"'Diet' is DIE with a T."
- Garfield the Cat

"I'm not overweight, I'm undertall"
- Garfield the Cat

"You ate $40 of Chinese food... by yourself?!!!"
- Ann Bancroft to Dom Deluise in "Fatso"

March 5th, 2002

Dieting.

Does this suck or what?

I want all the young teen age to early twenties girls to take note of this rant. All of you rail thin, anorexic, never had to exercise in your life, high metabolism, eat anything you want, make fun of fat girls in your class, 2% body fat, drop dead gorgeous, young women - you know who you are - PAY ATTENTION!

You are in for a verrrrry rude awakening. Tick-tock, tick-tock, tick-tock. Do you hear that? That's the sound of your biological clock ticking away at the exact age your metabolism comes to a screeching halt.

I was just like you.... Well, not exactly, I'm very male. But you get the gist of what I'm saying.

Let me tell you, I was thin. Underweight. You could see my ribs in high school. Beanpole. At 5 foot 8 inches, age 16, in high school, I weighed 135 pounds. I shit you not. My favorite snack was powdered cool aid, tropical punch flavor, straight from the packet. If I wasn't eating that I was eating Doritos, pork rinds, cheeseburgers, fries, submarine sandwiches, grilled cheese, Twinkies and my personal favorite, Hostess Cherry Pies. I had eggs every morning. 135 lbs.

I did karate 4 times a week, when I wasn't doing that I was playing soccer. So, I was active. I also was a big prude. Beer was for other people, I got high on life.

At high school graduation, age 18, I was 5 foot 10 inches, 145 lbs.

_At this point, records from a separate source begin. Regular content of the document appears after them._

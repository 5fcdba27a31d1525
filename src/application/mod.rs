//! Application layer - Commands, Queries, and Handlers.
//!
//! Handlers load sessions through the store port, run the pure domain
//! components, and persist what changed.

pub mod handlers;

pub use handlers::{
    GetSessionHandler, GetSessionQuery, GetStageItemsHandler, GetStageItemsQuery,
    InterpretResultCommand, InterpretResultHandler, InterpretationView, ScoreAssessmentHandler,
    ScoreAssessmentQuery, StageItemsView, StartSessionCommand, StartSessionHandler,
    SubmitAnswersCommand, SubmitAnswersHandler, SubmitAnswersResult,
};
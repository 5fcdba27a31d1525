//! Reference profiles for the nine types, used by template narratives and
//! returned alongside interpretations.

use serde::Serialize;

use super::types::EnneagramType;
use crate::domain::foundation::Locale;

/// A string in both supported locales.
#[derive(Debug, Clone, Copy, PartialEq, Eq, Serialize)]
pub struct Localized {
    pub en: &'static str,
    pub kr: &'static str,
}

impl Localized {
    pub fn get(&self, locale: Locale) -> &'static str {
        match locale {
            Locale::En => self.en,
            Locale::Kr => self.kr,
        }
    }
}

const fn l(en: &'static str, kr: &'static str) -> Localized {
    Localized { en, kr }
}

#[derive(Debug, Clone, Copy, PartialEq, Eq, Serialize)]
#[serde(rename_all = "camelCase")]
pub struct TypeProfile {
    #[serde(rename = "type")]
    pub enneagram_type: EnneagramType,
    pub name: Localized,
    pub nickname: Localized,
    pub core_motivation: Localized,
    pub growth_direction: EnneagramType,
    pub stress_direction: EnneagramType,
    pub healthy_traits: [Localized; 3],
}

impl TypeProfile {
    pub fn for_type(t: EnneagramType) -> &'static TypeProfile {
        &PROFILES[t.index()]
    }

    /// Healthy traits joined for prose, first `n` only.
    pub fn traits(&self, locale: Locale, n: usize) -> String {
        self.healthy_traits
            .iter()
            .take(n)
            .map(|t| t.get(locale))
            .collect::<Vec<_>>()
            .join(", ")
    }
}

use EnneagramType::*;

static PROFILES: [TypeProfile; 9] = [
    TypeProfile {
        enneagram_type: One,
        name: l("The Reformer", "개혁가"),
        nickname: l("The Perfectionist", "완벽주의자"),
        core_motivation: l(
            "To be right, to strive higher and improve everything, to be consistent with their ideals.",
            "올바르게 되고, 더 높이 노력하고 모든 것을 개선하며, 이상과 일관성을 유지하고자 합니다.",
        ),
        growth_direction: Seven,
        stress_direction: Four,
        healthy_traits: [l("Wise", "지혜로운"), l("Discerning", "분별력 있는"), l("Realistic", "현실적인")],
    },
    TypeProfile {
        enneagram_type: Two,
        name: l("The Helper", "조력자"),
        nickname: l("The Giver", "베푸는 자"),
        core_motivation: l(
            "To be loved, to express feelings for others, to be needed and appreciated.",
            "사랑받고, 다른 사람들에 대한 감정을 표현하며, 필요하고 감사받는 것.",
        ),
        growth_direction: Four,
        stress_direction: Eight,
        healthy_traits: [
            l("Unconditionally loving", "무조건적으로 사랑하는"),
            l("Humble", "겸손한"),
            l("Altruistic", "이타적인"),
        ],
    },
    TypeProfile {
        enneagram_type: Three,
        name: l("The Achiever", "성취자"),
        nickname: l("The Performer", "수행자"),
        core_motivation: l(
            "To be affirmed, to distinguish themselves from others, to be admired.",
            "인정받고, 다른 사람들과 구별되며, 존경받는 것.",
        ),
        growth_direction: Six,
        stress_direction: Nine,
        healthy_traits: [l("Authentic", "진정한"), l("Self-accepting", "자기 수용적인"), l("Inner-directed", "내면 지향적인")],
    },
    TypeProfile {
        enneagram_type: Four,
        name: l("The Individualist", "개인주의자"),
        nickname: l("The Romantic", "낭만주의자"),
        core_motivation: l(
            "To express themselves and their individuality, to create and surround themselves with beauty.",
            "자신과 개성을 표현하고, 아름다움을 창조하고 그것으로 둘러싸이는 것.",
        ),
        growth_direction: One,
        stress_direction: Two,
        healthy_traits: [l("Creative", "창의적인"), l("Inspired", "영감 받은"), l("Self-renewing", "자기 갱신적인")],
    },
    TypeProfile {
        enneagram_type: Five,
        name: l("The Investigator", "탐구자"),
        nickname: l("The Observer", "관찰자"),
        core_motivation: l(
            "To possess knowledge, to understand the environment, to have everything figured out.",
            "지식을 소유하고, 환경을 이해하며, 모든 것을 파악하는 것.",
        ),
        growth_direction: Eight,
        stress_direction: Seven,
        healthy_traits: [l("Visionary", "비전 있는"), l("Pioneering", "선구적인"), l("Objective", "객관적인")],
    },
    TypeProfile {
        enneagram_type: Six,
        name: l("The Loyalist", "충성가"),
        nickname: l("The Skeptic", "회의론자"),
        core_motivation: l(
            "To have security and support, to fight against anxiety and insecurity.",
            "안전과 지원을 받고, 불안과 불안정에 맞서 싸우는 것.",
        ),
        growth_direction: Nine,
        stress_direction: Three,
        healthy_traits: [l("Courageous", "용감한"), l("Self-affirming", "자기 긍정적인"), l("Trusting", "신뢰하는")],
    },
    TypeProfile {
        enneagram_type: Seven,
        name: l("The Enthusiast", "열정가"),
        nickname: l("The Adventurer", "모험가"),
        core_motivation: l(
            "To maintain freedom and happiness, to avoid missing out on worthwhile experiences.",
            "자유와 행복을 유지하고, 가치 있는 경험을 놓치지 않는 것.",
        ),
        growth_direction: Five,
        stress_direction: One,
        healthy_traits: [l("Appreciative", "감사하는"), l("Grateful", "고마워하는"), l("Satisfied", "만족하는")],
    },
    TypeProfile {
        enneagram_type: Eight,
        name: l("The Challenger", "도전자"),
        nickname: l("The Protector", "보호자"),
        core_motivation: l(
            "To be self-reliant, to prove their strength, to resist weakness.",
            "자립하고, 자신의 강함을 증명하며, 약함에 저항하는 것.",
        ),
        growth_direction: Two,
        stress_direction: Five,
        healthy_traits: [l("Magnanimous", "관대한"), l("Heroic", "영웅적인"), l("Self-mastering", "자기 통제적인")],
    },
    TypeProfile {
        enneagram_type: Nine,
        name: l("The Peacemaker", "평화주의자"),
        nickname: l("The Mediator", "중재자"),
        core_motivation: l(
            "To have inner stability and peace of mind, to create harmony in their environment.",
            "내면의 안정과 마음의 평화를 갖고, 환경에서 조화를 만드는 것.",
        ),
        growth_direction: Three,
        stress_direction: Six,
        healthy_traits: [l("Self-possessed", "침착한"), l("Autonomous", "자율적인"), l("Serene", "평온한")],
    },
];
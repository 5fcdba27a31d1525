//! Strongly-typed identifier value objects.

use serde::{Deserialize, Serialize};
use std::fmt;
use std::str::FromStr;
use uuid::Uuid;

/// Unique identifier for an assessment session.
#[derive(Debug, Clone, Copy, PartialEq, Eq, Hash, Serialize, Deserialize)]
#[serde(transparent)]
pub struct SessionId(Uuid);

impl SessionId {
    /// Creates a new random SessionId.
    pub fn new() -> Self {
        Self(Uuid::new_v4())
    }

    /// Creates a SessionId from an existing UUID.
    pub fn from_uuid(uuid: Uuid) -> Self {
        Self(uuid)
    }

    /// Returns the inner UUID.
    pub fn as_uuid(&self) -> &Uuid {
        &self.0
    }
}

impl Default for SessionId {
    fn default() -> Self {
        Self::new()
    }
}

impl fmt::Display for SessionId {
    fn fmt(&self, f: &mut fmt::Formatter<'_>) -> fmt::Result {
        write!(f, "{}", self.0)
    }
}

impl FromStr for SessionId {
    type Err = uuid::Error;

    fn from_str(s: &str) -> Result<Self, Self::Err> {
        Ok(Self(Uuid::parse_str(s)?))
    }
}

#[cfg(test)]
mod tests {
    use super::*;

    #[test]
    fn session_id_generates_unique_values() {
        let id1 = SessionId::new();
        let id2 = SessionId::new();
        assert_ne!(id1, id2);
    }

    #[test]
    fn session_id_parses_from_string() {
        let id = SessionId::new();
        let parsed: SessionId = id.to_string().parse().unwrap();
        assert_eq!(id, parsed);
    }

    #[test]
    fn session_id_rejects_garbage() {
        assert!("not-a-uuid".parse::<SessionId>().is_err());
    }

    #[test]
    fn session_id_serializes_as_plain_string() {
        let uuid = Uuid::new_v4();
        let id = SessionId::from_uuid(uuid);
        let json = serde_json::to_string(&id).unwrap();
        assert_eq!(json, format!("\"{}\"", uuid));
        assert_eq!(id.as_uuid(), &uuid);
    }
}
//! Storage Adapters
//!
//! Implementations of the `AssessmentSessionStore` port.
//!
//! - **InMemorySessionStore** - Process-local sessions (development and tests)

mod in_memory_session_store;

pub use in_memory_session_store::InMemorySessionStore;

Wanna see a picture? I must've had 2% body fat. Dieting was a thing that other people, like my sister, did.

Then I went to college.

And I discovered....Beer (lowers head in divine reference to the word). I think the only thing that offset the fact that I was drinking alcohol, was that I literally had no time to eat. So, for four years, I got my nutrition from barley, hopps, and cafeteria food. My favorite beer as my site indicates is Hacker-Pschorr Weisse Beer with Rasberry syrup and lemon (don't knock it until you've tried it). AND, I was smoking. During the summer, I would work on a loading dock which was hard work and excercise. Total weight at college graduation, age 22, 5 foot 10 inches - 155 lbs.

SCREEEEEECHHHHH!!!! CRASH!!!!!!

Almost a year after graduation, I started to work in New York City at a commodity house. I was up at 5:AM, I got home at 7:30 - 8:PM in the evening. The commute was by bus. I ate dinner at 8:30 PM and went to bed - NO LATER - than 10:PM, so I could get up at 5:AM. I had no life. I had no exercise. I had no time. In six months my weight went up from 155 lbs. to 170 lbs. I moved up to Jersey City for an easier commute, halted the weight gain, and regained a life.

And since my college was in Jersey City, and I knew the bars in the area, I got to party as much as I wanted to. For a period of 4 months, I was even in a New Jersey City State University production of Jesus Christ Superstar. So, once again, no time to eat, hectic active schedule, and choreography sessions staved off weight gain.

Then I started to work at my current job after the production was over.

And then the real trouble began.

I got into a "relationship", which I won't go into detail, but suffice it to say, it was not a beneficial one. By the time I had finished my "relationship", I had gained weight (198 lbs), smoking was a regular thing, eating was more than a regular thing, exercise was a non-existant thing, and drinking was a Guinness thing.

It was ALL FAT. No muscle. And It was not a good place to be at age 26.

Two months afterward, I began a workout regimine at the local health club. 5 nights in the gym, Broccoli Pasta Salad for dinner, 60-30-10 diet plan, and I kept smoking. After 6 months, I was down to 165-170. Okay, it was a little obsessive. And it was torture. I hated what I was eating. And I worked out all the time. But, I was in shape again.

Dieting sucks.

Then I met my wife. No time to work out. No time to diet. Full concentration on career. Wedding Plans.....AND... I gave up smoking.

By the time I had gotten married, I was at 180 again.

6 months after that, it was like I was at a check out counter with a clerk paying a bill.

"Let's see.... Hmmmmm.... Got married, that'll be 10 pounds... Gave up smoking... that will be another 10 pounds. Congratulations, sir, you will now be 200 lbs."

Then I did Weight Watchers and went down to 175 lbs.

Then I increased my commute to 2 hours a day and my weight shot up to 218 lbs.

After that, a small voice in the back of my mind, said, "ENOUGH!!!!"

I began doing a workout regimine at the local gym in Freehold. This regimine was based on Bill Phillips: Body for Life and Weight Watchers 123. I was in the gym 6 days a week from 20 minutes to an hour each time. I made certain that when I came off the bus, that I would rest for only 20 minutes before beginning my workout and then I would go to the gym. It is a great way to get out stress, but it's tiring and I still hate it. I'm 36 years old and I hate this shit. (If you have forgotten why, see my Working Out Rant).

But I digress.

The point I'm trying to make with this entire monologue is that people born thin with high metabolisms have a great time in their younger years. But after age 25, when their metabolism stops they have a VERY rough time of it because they have never had to have the discipline of regulating what they eat.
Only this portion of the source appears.